WHAT YOU WILL DO:
Find the lines in the records that carry the word "thread". Copy each one.

-----

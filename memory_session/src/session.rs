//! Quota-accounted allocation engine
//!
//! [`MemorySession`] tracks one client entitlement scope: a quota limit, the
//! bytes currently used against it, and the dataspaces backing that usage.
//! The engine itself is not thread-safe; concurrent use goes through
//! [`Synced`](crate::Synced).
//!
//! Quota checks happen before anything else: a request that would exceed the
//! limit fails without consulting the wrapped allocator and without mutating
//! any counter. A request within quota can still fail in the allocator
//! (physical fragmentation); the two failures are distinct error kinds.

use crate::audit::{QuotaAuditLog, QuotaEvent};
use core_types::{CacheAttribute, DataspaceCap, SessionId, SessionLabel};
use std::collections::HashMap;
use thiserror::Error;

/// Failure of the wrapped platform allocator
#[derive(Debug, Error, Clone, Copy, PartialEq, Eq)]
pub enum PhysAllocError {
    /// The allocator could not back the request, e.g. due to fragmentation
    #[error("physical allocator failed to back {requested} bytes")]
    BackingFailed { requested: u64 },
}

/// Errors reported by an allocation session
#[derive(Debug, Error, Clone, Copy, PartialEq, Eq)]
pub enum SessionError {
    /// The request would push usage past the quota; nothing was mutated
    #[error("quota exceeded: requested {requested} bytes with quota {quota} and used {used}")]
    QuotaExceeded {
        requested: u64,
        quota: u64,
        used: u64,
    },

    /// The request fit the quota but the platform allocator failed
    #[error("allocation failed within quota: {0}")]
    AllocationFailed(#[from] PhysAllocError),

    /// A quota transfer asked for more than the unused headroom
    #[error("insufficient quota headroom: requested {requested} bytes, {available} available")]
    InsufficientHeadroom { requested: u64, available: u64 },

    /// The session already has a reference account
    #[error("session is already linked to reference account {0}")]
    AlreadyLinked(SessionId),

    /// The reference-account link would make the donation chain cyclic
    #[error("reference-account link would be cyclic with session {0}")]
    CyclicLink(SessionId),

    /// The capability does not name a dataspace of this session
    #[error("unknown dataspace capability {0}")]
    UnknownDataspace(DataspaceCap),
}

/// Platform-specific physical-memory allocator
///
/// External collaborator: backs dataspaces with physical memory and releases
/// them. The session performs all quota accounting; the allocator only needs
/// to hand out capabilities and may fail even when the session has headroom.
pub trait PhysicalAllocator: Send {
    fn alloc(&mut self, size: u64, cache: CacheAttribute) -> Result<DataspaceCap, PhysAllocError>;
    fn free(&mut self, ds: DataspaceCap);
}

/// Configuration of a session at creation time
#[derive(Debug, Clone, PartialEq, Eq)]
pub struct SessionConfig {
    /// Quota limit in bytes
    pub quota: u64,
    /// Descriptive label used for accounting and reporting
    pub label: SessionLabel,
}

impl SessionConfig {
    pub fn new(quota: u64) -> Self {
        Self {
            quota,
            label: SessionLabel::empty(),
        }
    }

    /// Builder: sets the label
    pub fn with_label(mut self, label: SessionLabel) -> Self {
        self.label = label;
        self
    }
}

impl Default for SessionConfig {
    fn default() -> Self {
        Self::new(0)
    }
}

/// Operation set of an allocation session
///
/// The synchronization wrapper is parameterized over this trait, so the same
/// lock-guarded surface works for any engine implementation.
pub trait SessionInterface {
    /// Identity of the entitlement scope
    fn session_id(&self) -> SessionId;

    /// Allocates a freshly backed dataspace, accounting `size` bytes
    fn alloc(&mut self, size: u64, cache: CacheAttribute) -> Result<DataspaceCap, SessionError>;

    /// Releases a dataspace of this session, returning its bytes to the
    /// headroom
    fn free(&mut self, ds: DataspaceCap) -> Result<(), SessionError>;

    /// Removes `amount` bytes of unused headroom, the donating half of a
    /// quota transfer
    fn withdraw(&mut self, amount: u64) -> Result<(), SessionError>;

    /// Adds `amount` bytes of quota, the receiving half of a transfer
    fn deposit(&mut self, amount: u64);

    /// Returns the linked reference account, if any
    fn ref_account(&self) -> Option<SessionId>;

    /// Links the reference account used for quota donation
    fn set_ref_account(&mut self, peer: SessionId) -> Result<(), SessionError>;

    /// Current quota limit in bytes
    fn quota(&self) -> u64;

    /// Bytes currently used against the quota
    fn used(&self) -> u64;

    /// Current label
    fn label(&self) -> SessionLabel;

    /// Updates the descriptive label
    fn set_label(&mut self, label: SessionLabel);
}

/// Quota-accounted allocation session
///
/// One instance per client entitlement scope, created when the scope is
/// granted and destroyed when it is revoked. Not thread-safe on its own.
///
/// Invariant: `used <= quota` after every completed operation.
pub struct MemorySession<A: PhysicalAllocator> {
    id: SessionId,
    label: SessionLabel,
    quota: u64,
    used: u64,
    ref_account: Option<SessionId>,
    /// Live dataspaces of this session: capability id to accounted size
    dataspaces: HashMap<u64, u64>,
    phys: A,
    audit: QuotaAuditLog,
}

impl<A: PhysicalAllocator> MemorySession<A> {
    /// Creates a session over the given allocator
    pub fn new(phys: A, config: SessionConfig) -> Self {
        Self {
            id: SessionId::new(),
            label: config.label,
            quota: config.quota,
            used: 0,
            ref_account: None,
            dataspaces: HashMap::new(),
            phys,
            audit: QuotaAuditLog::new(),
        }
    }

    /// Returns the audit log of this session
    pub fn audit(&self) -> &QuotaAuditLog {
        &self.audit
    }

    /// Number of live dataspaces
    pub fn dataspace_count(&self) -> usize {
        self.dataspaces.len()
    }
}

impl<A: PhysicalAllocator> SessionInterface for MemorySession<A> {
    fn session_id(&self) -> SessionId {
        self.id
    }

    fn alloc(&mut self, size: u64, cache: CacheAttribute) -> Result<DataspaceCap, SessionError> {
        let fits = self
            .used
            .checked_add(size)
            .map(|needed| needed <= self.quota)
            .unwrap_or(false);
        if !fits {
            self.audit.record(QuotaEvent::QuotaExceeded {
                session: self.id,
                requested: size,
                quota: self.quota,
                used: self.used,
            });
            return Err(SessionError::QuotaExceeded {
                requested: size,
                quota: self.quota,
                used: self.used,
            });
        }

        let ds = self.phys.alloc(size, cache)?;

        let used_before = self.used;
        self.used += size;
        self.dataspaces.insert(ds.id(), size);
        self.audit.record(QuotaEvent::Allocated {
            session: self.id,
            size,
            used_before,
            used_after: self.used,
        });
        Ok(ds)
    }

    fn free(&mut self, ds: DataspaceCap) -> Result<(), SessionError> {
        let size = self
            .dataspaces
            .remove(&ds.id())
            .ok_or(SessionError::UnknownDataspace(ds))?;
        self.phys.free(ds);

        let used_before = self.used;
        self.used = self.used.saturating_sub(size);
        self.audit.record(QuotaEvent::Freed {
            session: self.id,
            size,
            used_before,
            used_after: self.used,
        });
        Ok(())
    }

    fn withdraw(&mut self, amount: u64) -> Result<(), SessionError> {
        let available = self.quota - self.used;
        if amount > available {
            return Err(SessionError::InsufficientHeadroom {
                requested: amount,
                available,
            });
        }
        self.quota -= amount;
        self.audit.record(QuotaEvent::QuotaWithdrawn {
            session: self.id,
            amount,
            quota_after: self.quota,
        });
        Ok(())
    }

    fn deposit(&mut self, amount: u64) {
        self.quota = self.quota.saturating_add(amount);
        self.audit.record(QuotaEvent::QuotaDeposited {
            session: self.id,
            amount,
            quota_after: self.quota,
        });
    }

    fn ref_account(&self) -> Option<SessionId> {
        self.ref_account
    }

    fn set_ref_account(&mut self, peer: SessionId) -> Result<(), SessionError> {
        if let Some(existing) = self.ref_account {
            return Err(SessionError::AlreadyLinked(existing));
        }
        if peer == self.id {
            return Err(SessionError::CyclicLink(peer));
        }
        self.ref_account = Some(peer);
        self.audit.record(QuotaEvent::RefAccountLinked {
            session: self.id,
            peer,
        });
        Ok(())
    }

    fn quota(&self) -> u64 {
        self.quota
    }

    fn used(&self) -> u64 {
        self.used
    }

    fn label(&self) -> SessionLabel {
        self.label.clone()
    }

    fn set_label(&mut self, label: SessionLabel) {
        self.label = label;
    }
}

-----

TASK OUTPUT:
//! The engine itself is not thread-safe; concurrent use goes through
/// granted and destroyed when it is revoked. Not thread-safe on its own.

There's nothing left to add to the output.